The SEXPREC struct has two parts. The header is the same for every object, and it contains:

A type tag (SEXPTYPE): an integer identifying what kind of object this is (integer vector, closure, environment, etc.).
GC information: flags the garbage collector uses to track whether the object is reachable.
Reference count: how many names point to this object (used to decide whether copy-on-modify needs to copy).
Attributes: a pointer to a pairlist of attributes (names, class, dim, etc.).

The payload varies by type. For a numeric vector, it is a contiguous block of C double values. For a closure, it is three pointers (formals, body, environment). For an environment, it is a hash table plus a pointer to the parent environment. So every R object, from a humble integer to a deeply nested list of data frames, wears the same uniform; only the payload inside differs.

Figure 29.1: The SEXPREC struct: a fixed-size header followed by a contiguous data array. `x + y` walks two arrays in lockstep with no pointer chasing.

You can see the type tag from R with typeof():

typeof(1:5)
#> [1] "integer"
typeof(c(1.0, 2.0))
#> [1] "double"
typeof("hello")
#> [1] "character"
typeof(list(1, 2))
#> [1] "list"
typeof(sum)
#> [1] "builtin"
typeof(mean)
#> [1] "closure"

typeof() returns the SEXPTYPE name as a string. The mapping between R concepts and SEXPTYPEs is direct:

R concept	SEXPTYPE	C constant
Integer vector	`integer`	`INTSXP`
Double vector	`double`	`REALSXP`
Character vector	`character`	`STRSXP`
Logical vector	`logical`	`LGLSXP`
List	`list`	`VECSXP`
Function (closure)	`closure`	`CLOSXP`
Built-in function	`builtin`	`BUILTINSXP`
Special function	`special`	`SPECIALSXP`
Environment	`environment`	`ENVSXP`
Promise	`promise`	`PROMSXP`
Language object	`language`	`LANGSXP`
Symbol (name)	`symbol`	`SYMSXP`

Some of these are familiar. CLOSXP is the closure from Section 18.4. ENVSXP is the environment from Section 18.1. PROMSXP is the promise from Chapter 23. The new ones, LANGSXP and SYMSXP, are the building blocks of R’s metaprogramming system (Chapter 26), and we will meet them properly there.
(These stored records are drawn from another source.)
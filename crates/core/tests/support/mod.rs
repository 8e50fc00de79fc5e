//! Shared test helpers for `hearth-core` integration tests.
//!
//! In-memory implementations of the core ports so service tests can focus on
//! behaviour instead of storage details.

#![allow(dead_code)]

pub mod calendar;
pub mod meals;
pub mod reminders;
pub mod users;
//! Macro for implementing Display and FromStr for stored enum tags
//!
//! Provider names, event sources and plan types are persisted as lower-case
//! text columns. This macro keeps the string form and the parser in one
//! place.
//!
//! # Example
//!
//! ```rust
//! use hearth_domain::impl_domain_status_conversions;
//!
//! #[derive(Debug, Clone, Copy, PartialEq, Eq)]
//! pub enum JobState {
//!     Pending,
//!     Sent,
//! }
//!
//! impl_domain_status_conversions!(JobState {
//!     Pending => "pending",
//!     Sent => "sent",
//! });
//! ```

/// Implements Display and FromStr traits for tag enums
///
/// Parsing is case-insensitive; display is always the lower-case tag.
#[macro_export]
macro_rules! impl_domain_status_conversions {
    ($enum_name:ident { $($variant:ident => $str:expr),+ $(,)? }) => {
        impl std::fmt::Display for $enum_name {
            fn fmt(&self, f: &mut std::fmt::Formatter<'_>) -> std::fmt::Result {
                match self {
                    $(Self::$variant => write!(f, $str),)+
                }
            }
        }

        impl std::str::FromStr for $enum_name {
            type Err = String;

            fn from_str(s: &str) -> Result<Self, Self::Err> {
                match s.to_lowercase().as_str() {
                    $($str => Ok(Self::$variant),)+
                    _ => Err(format!("Invalid {}: {}", stringify!($enum_name), s)),
                }
            }
        }
    };
}

#[cfg(test)]
mod tests {
    use std::str::FromStr;

    #[derive(Debug, Clone, Copy, PartialEq, Eq)]
    enum Course {
        Breakfast,
        Dinner,
    }

    impl_domain_status_conversions!(Course {
        Breakfast => "breakfast",
        Dinner => "dinner",
    });

    #[test]
    fn display_is_lower_case_tag() {
        assert_eq!(Course::Breakfast.to_string(), "breakfast");
        assert_eq!(Course::Dinner.to_string(), "dinner");
    }

    #[test]
    fn parsing_ignores_case() {
        assert_eq!(Course::from_str("DINNER").unwrap(), Course::Dinner);
        assert_eq!(Course::from_str("Breakfast").unwrap(), Course::Breakfast);
    }

    #[test]
    fn unknown_tag_names_the_enum() {
        let err = Course::from_str("brunch").unwrap_err();
        assert!(err.contains("Course"));
        assert!(err.contains("brunch"));
    }
}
Notice that sum and mean have different types. sum is a builtin, implemented directly in C, evaluating all its arguments before being called. mean is a closure, a regular R function with formals, a body, and an environment. The distinction matters at the C level but rarely at the R level.

29.3 Inspecting objects

R provides a hidden function, .Internal(inspect()), that dumps the raw C-level representation of any object:

x <- c(1.5, 2.5, 3.5)
.Internal(inspect(x))
#> @0x000001aa9c5786d8 14 REALSXP g0c3 [REF(2)] (len=3, tl=0) 1.5,2.5,3.5

The output shows the memory address, the SEXPTYPE (REALSXP), the reference count, and the actual data values. Terse, but informative.

The lobstr package provides friendlier inspection tools:

library(lobstr)

obj_addr(x)
#> [1] "0x1aa9c5786d8"
obj_size(x)
#> 80 B

obj_addr() returns the memory address as a string. obj_size() reports total memory consumption, including the header, so for a three-element numeric vector you get the SEXPREC header (approximately 64 bytes, implementation-dependent) plus three times 8 bytes for the doubles, plus some alignment padding.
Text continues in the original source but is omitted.